Documentation
¶
Overview ¶
Package textextract provides full-text extraction functionality using Apache Tika. This is used to extract text from PDF, Office, and other document formats.
Index ¶
- Variables
- func DetectDocumentType(contentType string) string
- func GetSupportedMimeTypes() []string
- type Client
- func (c *Client) ExtractText(ctx context.Context, data []byte, contentType string) (*Result, error)
- func (c *Client) ExtractTextFromFile(ctx context.Context, filePath string) (*Result, error)
- func (c *Client) IsAvailable(ctx context.Context) bool
- func (c *Client) IsSupported(contentType string) bool
- type Config
- type Result
Constants ¶
This section is empty.
Variables ¶
var SupportedMimeTypes = []string{
"application/pdf",
"application/msword",
"application/vnd.openxmlformats-officedocument.wordprocessingml.document",
"application/vnd.ms-excel",
"application/vnd.openxmlformats-officedocument.spreadsheetml.sheet",
"application/vnd.ms-powerpoint",
"application/vnd.openxmlformats-officedocument.presentationml.presentation",
"application/rtf",
"text/plain",
"text/rtf",
}
Supported MIME types for text extraction.
Functions ¶
func DetectDocumentType ¶
DetectDocumentType detects the type of document from content type.
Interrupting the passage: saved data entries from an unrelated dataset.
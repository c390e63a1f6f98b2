// Catch filtering
// Pure predicate evaluation over a snapshot of catch records

use super::types::FilterCriteria;
use crate::database::models::CatchRecord;

/// Return the catches that satisfy every active filter dimension, in the
/// same relative order as the input. Deterministic, no side effects; an
/// empty result is a valid result, not an error.
pub fn filter_catches(catches: &[CatchRecord], criteria: &FilterCriteria) -> Vec<CatchRecord> {
    if criteria.is_empty() {
        return catches.to_vec();
    }

    let matched: Vec<CatchRecord> = catches
        .iter()
        .filter(|c| matches_criteria(c, criteria))
        .cloned()
        .collect();

    log::debug!("Filter matched {} of {} catches", matched.len(), catches.len());
    matched
}

fn matches_criteria(record: &CatchRecord, criteria: &FilterCriteria) -> bool {
    matches_search_term(record, &criteria.search_term)
        && matches_location(record, &criteria.location)
        && matches_species(record, &criteria.species)
        && criteria.date_range.contains(&record.date)
}

/// Free-text search across location, description, and tags.
fn matches_search_term(record: &CatchRecord, term: &str) -> bool {
    if term.is_empty() {
        return true;
    }
    contains_ci(&record.location, term)
        || contains_ci(&record.description, term)
        || record.tags.iter().any(|tag| contains_ci(tag, term))
}

fn matches_location(record: &CatchRecord, location: &str) -> bool {
    location.is_empty() || contains_ci(&record.location, location)
}

/// Species is matched against the tag list; any tag may carry it.
fn matches_species(record: &CatchRecord, species: &str) -> bool {
    species.is_empty() || record.tags.iter().any(|tag| contains_ci(tag, species))
}

fn contains_ci(haystack: &str, needle: &str) -> bool {
    haystack.to_lowercase().contains(&needle.to_lowercase())
}
// Database models - Settings
use serde::{Deserialize, Serialize};

/// A single setting stored in the database
#[derive(Debug, Clone, Serialize, Deserialize)]
pub struct Setting {
    pub key: String,
    pub value: String,
    pub value_type: String,
    pub updated_at: String,
}

/// UI preferences loaded at startup.
#[derive(Debug, Clone, PartialEq, Serialize, Deserialize)]
pub struct Preferences {
    pub theme: String,
    pub page_size: usize,
    pub default_view: String,
}

impl Default for Preferences {
    fn default() -> Self {
        Self {
            theme: "light".to_string(),
            page_size: 5,
            default_view: "list".to_string(),
        }
    }
}
//! Seeded Lloyd's k-means over profile vectors.
//!
//! Determinism is the whole point here: the RNG is constructed from an
//! explicit seed, never ambient randomness, so a fit over the same points
//! with the same parameters is bit-for-bit reproducible.

use rand::Rng;
use rand::SeedableRng;
use rand_chacha::ChaCha8Rng;

/// Tuning knobs for a k-means fit. Identical params + identical points +
/// identical k reproduce identical labels and WSS.
#[derive(Debug, Clone, Copy)]
pub struct KmeansParams {
    /// Seed for centroid initialization.
    pub seed: u64,
    /// Independent restarts; the lowest-WSS fit wins.
    pub n_restarts: u32,
    /// Iteration bound per restart.
    pub max_iter: u32,
}

impl Default for KmeansParams {
    fn default() -> Self {
        KmeansParams {
            seed: 42,
            n_restarts: 25,
            max_iter: 100,
        }
    }
}

/// A converged fit: per-point cluster indices (0-based), the centroids, and
/// the total within-cluster sum of squares.
#[derive(Debug, Clone)]
pub struct KmeansFit {
    pub labels: Vec<usize>,
    pub centroids: Vec<Vec<f64>>,
    pub wss: f64,
}

/// Runs Lloyd's algorithm with k-means++ initialization and restarts,
/// keeping the lowest-WSS fit.
///
/// Callers must ensure `points` is non-empty, all points share one
/// dimension, and `1 <= k <= points.len()`; the selector and assigner
/// validate this before calling in.
pub fn fit(points: &[Vec<f64>], k: usize, params: &KmeansParams) -> KmeansFit {
    let mut rng = ChaCha8Rng::seed_from_u64(params.seed);

    let mut best = lloyd_once(points, k, params.max_iter, &mut rng);
    for _ in 1..params.n_restarts.max(1) {
        let trial = lloyd_once(points, k, params.max_iter, &mut rng);
        if trial.wss < best.wss {
            best = trial;
        }
    }
    best
}

/// One restart: initialize, then alternate assignment and update steps
/// until labels stop changing or the iteration bound is hit.
fn lloyd_once(points: &[Vec<f64>], k: usize, max_iter: u32, rng: &mut ChaCha8Rng) -> KmeansFit {
    let dim = points[0].len();
    let mut centroids = init_plus_plus(points, k, rng);
    let mut labels = vec![0usize; points.len()];
    let mut dists = vec![0.0f64; points.len()];

    for _ in 0..max_iter.max(1) {
        // Assignment step.
        let mut changed = false;
        for (i, point) in points.iter().enumerate() {
            let (nearest, dist) = nearest_centroid(point, &centroids);
            dists[i] = dist;
            if labels[i] != nearest {
                labels[i] = nearest;
                changed = true;
            }
        }

        // Update step.
        let mut sums = vec![vec![0.0f64; dim]; k];
        let mut counts = vec![0usize; k];
        for (point, &label) in points.iter().zip(&labels) {
            counts[label] += 1;
            for (s, v) in sums[label].iter_mut().zip(point) {
                *s += v;
            }
        }

        for c in 0..k {
            if counts[c] == 0 {
                // Re-seed an emptied cluster from the point currently
                // farthest from its own centroid; the next assignment pass
                // pulls it in.
                let far = farthest_point(&dists);
                centroids[c] = points[far].clone();
                changed = true;
            } else {
                for (value, sum) in centroids[c].iter_mut().zip(&sums[c]) {
                    *value = sum / counts[c] as f64;
                }
            }
        }

        if !changed {
            break;
        }
    }

    let wss = points
        .iter()
        .zip(&labels)
        .map(|(point, &label)| dist_sq(point, &centroids[label]))
        .sum();

    KmeansFit {
        labels,
        centroids,
        wss,
    }
}

/// k-means++ seeding: first centroid uniform, subsequent centroids sampled
/// with probability proportional to squared distance from the nearest
/// already-chosen centroid.
fn init_plus_plus(points: &[Vec<f64>], k: usize, rng: &mut ChaCha8Rng) -> Vec<Vec<f64>> {
    let n = points.len();
    let mut chosen = vec![false; n];
    let mut centroids = Vec::with_capacity(k);

    let first = rng.gen_range(0..n);
    chosen[first] = true;
    centroids.push(points[first].clone());

    while centroids.len() < k {
        let weights: Vec<f64> = points
            .iter()
            .map(|p| nearest_centroid(p, &centroids).1)
            .collect();
        let total: f64 = weights.iter().sum();

        let idx = if total > 0.0 {
            let mut target = rng.gen_range(0.0..total);
            let mut picked = n - 1;
            for (i, w) in weights.iter().enumerate() {
                if target < *w {
                    picked = i;
                    break;
                }
                target -= w;
            }
            picked
        } else {
            // Every remaining point coincides with a centroid (duplicate
            // profiles); take the first one not yet used.
            chosen.iter().position(|&c| !c).unwrap_or(0)
        };

        chosen[idx] = true;
        centroids.push(points[idx].clone());
    }

    centroids
}

fn nearest_centroid(point: &[f64], centroids: &[Vec<f64>]) -> (usize, f64) {
    let mut nearest = 0;
    let mut best = f64::INFINITY;
    for (c, centroid) in centroids.iter().enumerate() {
        let d = dist_sq(point, centroid);
        if d < best {
            best = d;
            nearest = c;
        }
    }
    (nearest, best)
}

fn farthest_point(dists: &[f64]) -> usize {
    let mut far = 0;
    let mut best = -1.0f64;
    for (i, &d) in dists.iter().enumerate() {
        if d > best {
            best = d;
            far = i;
        }
    }
    far
}

fn dist_sq(a: &[f64], b: &[f64]) -> f64 {
    a.iter().zip(b).map(|(x, y)| (x - y).powi(2)).sum()
}

#[cfg(test)]
mod tests {
    use super::*;

    fn three_blobs() -> Vec<Vec<f64>> {
        vec![
            vec![0.0, 0.0],
            vec![0.1, 0.2],
            vec![0.2, 0.1],
            vec![5.0, 5.0],
            vec![5.1, 4.9],
            vec![4.9, 5.1],
            vec![10.0, 0.0],
            vec![10.1, 0.1],
            vec![9.9, -0.1],
        ]
    }

    #[test]
    fn test_k1_wss_is_total_sum_of_squared_deviations() {
        let points = vec![vec![0.0], vec![2.0], vec![4.0]];
        let fit = fit(&points, 1, &KmeansParams::default());

        // Centroid is the global mean (2.0); deviations 2, 0, 2.
        assert_eq!(fit.centroids.len(), 1);
        assert!((fit.centroids[0][0] - 2.0).abs() < 1e-12);
        assert!((fit.wss - 8.0).abs() < 1e-12);
    }

    #[test]
    fn test_well_separated_blobs_recovered_at_k3() {
        let points = three_blobs();
        let result = fit(&points, 3, &KmeansParams::default());

        assert_eq!(result.labels[0], result.labels[1]);
        assert_eq!(result.labels[0], result.labels[2]);
        assert_eq!(result.labels[3], result.labels[4]);
        assert_eq!(result.labels[3], result.labels[5]);
        assert_eq!(result.labels[6], result.labels[7]);
        assert_eq!(result.labels[6], result.labels[8]);
        assert_ne!(result.labels[0], result.labels[3]);
        assert_ne!(result.labels[0], result.labels[6]);
        assert_ne!(result.labels[3], result.labels[6]);
    }

    #[test]
    fn test_same_seed_reproduces_fit() {
        let points = three_blobs();
        let params = KmeansParams::default();

        let a = fit(&points, 3, &params);
        let b = fit(&points, 3, &params);

        assert_eq!(a.labels, b.labels);
        assert_eq!(a.wss, b.wss);
    }

    #[test]
    fn test_k_equals_n_drives_wss_to_zero() {
        let points = three_blobs();
        let result = fit(&points, points.len(), &KmeansParams::default());

        assert!(result.wss < 1e-9);
    }

    #[test]
    fn test_duplicate_points_do_not_break_init() {
        // Two distinct values, four points, k = 4: init weight pool runs dry.
        let points = vec![vec![1.0], vec![1.0], vec![7.0], vec![7.0]];
        let result = fit(&points, 4, &KmeansParams::default());

        assert!(result.wss < 1e-9);
    }
}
func GetSupportedMimeTypes ¶
func GetSupportedMimeTypes() []string
GetSupportedMimeTypes returns the list of supported MIME types.
Types ¶
type Client ¶
type Client struct {
// contains filtered or unexported fields
}
Client provides text extraction functionality.
func (*Client) ExtractText ¶
ExtractText extracts text from a document.
func (*Client) ExtractTextFromFile ¶
ExtractTextFromFile extracts text from a file.
func (*Client) IsAvailable ¶
IsAvailable checks if Tika is available.
func (*Client) IsSupported ¶
IsSupported checks if a MIME type is supported.
type Config ¶
type Config struct {
// TikaServerURL is the URL of the Tika server (e.g., http://localhost:9998)
TikaServerURL string
// TikaJarPath is the path to tika-app.jar (for embedded mode)
TikaJarPath string
// JavaPath is the path to the java executable
JavaPath string
// Timeout is the HTTP timeout for Tika server requests
Timeout time.Duration
// UseEmbedded determines whether to use embedded Tika (java -jar tika-app.jar)
UseEmbedded bool
}
Config holds the text extraction configuration.
func ConfigFromEnv ¶
func ConfigFromEnv() *Config
ConfigFromEnv creates extraction config from environment variables.
func DefaultConfig ¶
func DefaultConfig() *Config
DefaultConfig returns the default text extraction configuration.
type Result ¶
type Result struct {
Text string `json:"text"`
Metadata map[string]string `json:"metadata,omitempty"`
ContentType string `json:"content_type"`
Author string `json:"author,omitempty"`
Title string `json:"title,omitempty"`
Created string `json:"created,omitempty"`
Modified string `json:"modified,omitempty"`
PageCount int `json:"page_count,omitempty"`
WordCount int `json:"word_count,omitempty"`
CharCount int `json:"char_count,omitempty"`
}
Result represents the extraction result with metadata.
func (*Result) GetSummary ¶
GetSummary returns a summary of the extracted text.
func (*Result) MarshalJSON ¶
MarshalJSON implements custom JSON marshaling.